**ASSIGNMENT:** Go over the records and copy every line with the string "Result".

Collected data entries

####

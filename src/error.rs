//! Error types for moodlog

use std::path::PathBuf;
use thiserror::Error;

/// Main error type for moodlog application
#[derive(Debug, Error)]
pub enum MoodlogError {
    #[error("Not a moodlog directory: {0}")]
    NotMoodlogDirectory(PathBuf),

    #[error("IO error: {0}")]
    Io(#[from] std::io::Error),

    #[error("Configuration error: {0}")]
    Config(String),

    #[error("Persistence error: {0}")]
    Persistence(String),

    #[error("JSON error: {0}")]
    Json(#[from] serde_json::Error),

    #[error("TOML serialization error: {0}")]
    TomlSerialize(#[from] toml::ser::Error),
}

impl MoodlogError {
    /// Get the exit code for this error
    pub fn exit_code(&self) -> i32 {
        match self {
            MoodlogError::NotMoodlogDirectory(_) => 2,
            _ => 1,
        }
    }

    /// Get a user-friendly error message with suggestions
    pub fn display_with_suggestions(&self) -> String {
        match self {
            MoodlogError::NotMoodlogDirectory(path) => {
                format!(
                    "Not a moodlog directory: {}\n\n\
                    Suggestions:\n\
                    • Run 'moodlog init' in this directory to start a mood journal\n\
                    • Navigate to an existing moodlog directory\n\
                    • Set MOODLOG_ROOT environment variable to your journal path",
                    path.display()
                )
            }
            MoodlogError::Config(msg) if msg.contains("Unknown config key") => {
                format!(
                    "{}\n\n\
                    Example: moodlog config recent_limit 20",
                    msg
                )
            }
            MoodlogError::Persistence(msg) => {
                format!(
                    "{}\n\n\
                    Suggestions:\n\
                    • Check that .moodlog/entries.json is writable\n\
                    • Check free disk space",
                    msg
                )
            }
            _ => self.to_string(),
        }
    }
}

/// Result type using MoodlogError
pub type Result<T> = std::result::Result<T, MoodlogError>;
//! Infrastructure layer - External I/O and persistence

pub mod clock;
pub mod config;
pub mod persistence;
pub mod repository;

pub use clock::{Clock, FixedClock, SystemClock};
pub use config::Config;
pub use persistence::{
    decode_entries, encode_entries, EntryPersistence, FilePersistence, MemoryPersistence,
};
pub use repository::{FileSystemRepository, MoodRepository};
//! Self-report ratings on a 1-10 scale

use serde::{Deserialize, Serialize};
use std::fmt;
use std::str::FromStr;

/// A single mood, energy or stress rating, always within `[1, 10]`
#[derive(Debug, Clone, Copy, PartialEq, Eq, PartialOrd, Ord, Hash, Serialize, Deserialize)]
#[serde(from = "i64", into = "u8")]
pub struct Rating(u8);

impl Rating {
    pub const MIN: u8 = 1;
    pub const MAX: u8 = 10;

    /// Build a rating, clamping out-of-range input into `[MIN, MAX]`
    pub fn new(value: i64) -> Self {
        Rating(value.clamp(Self::MIN as i64, Self::MAX as i64) as u8)
    }

    pub fn value(self) -> u8 {
        self.0
    }
}

impl Default for Rating {
    /// Midpoint of the scale, where the input sliders start
    fn default() -> Self {
        Rating(5)
    }
}

impl From<i64> for Rating {
    fn from(value: i64) -> Self {
        Rating::new(value)
    }
}

impl From<Rating> for u8 {
    fn from(rating: Rating) -> Self {
        rating.0
    }
}

impl FromStr for Rating {
    type Err = String;

    fn from_str(s: &str) -> Result<Self, Self::Err> {
        let value: i64 = s
            .trim()
            .parse()
            .map_err(|_| format!("Invalid rating: '{}'. Expected a number from 1 to 10", s))?;

        if !(Self::MIN as i64..=Self::MAX as i64).contains(&value) {
            return Err(format!(
                "Invalid rating: {}. Ratings range from 1 to 10",
                value
            ));
        }

        Ok(Rating(value as u8))
    }
}

impl fmt::Display for Rating {
    fn fmt(&self, f: &mut fmt::Formatter<'_>) -> fmt::Result {
        write!(f, "{}", self.0)
    }
}

/// The three ratings captured by one check-in
#[derive(Debug, Clone, Copy, PartialEq, Eq, Default)]
pub struct Ratings {
    pub mood: Rating,
    pub energy: Rating,
    pub stress: Rating,
}

impl Ratings {
    pub fn new(mood: i64, energy: i64, stress: i64) -> Self {
        Ratings {
            mood: Rating::new(mood),
            energy: Rating::new(energy),
            stress: Rating::new(stress),
        }
    }
}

####

**REPLY:**
/// Result type using MoodlogError
pub type Result<T> = std::result::Result<T, MoodlogError>;
    fn from_str(s: &str) -> Result<Self, Self::Err> {
    fn fmt(&self, f: &mut fmt::Formatter<'_>) -> fmt::Result {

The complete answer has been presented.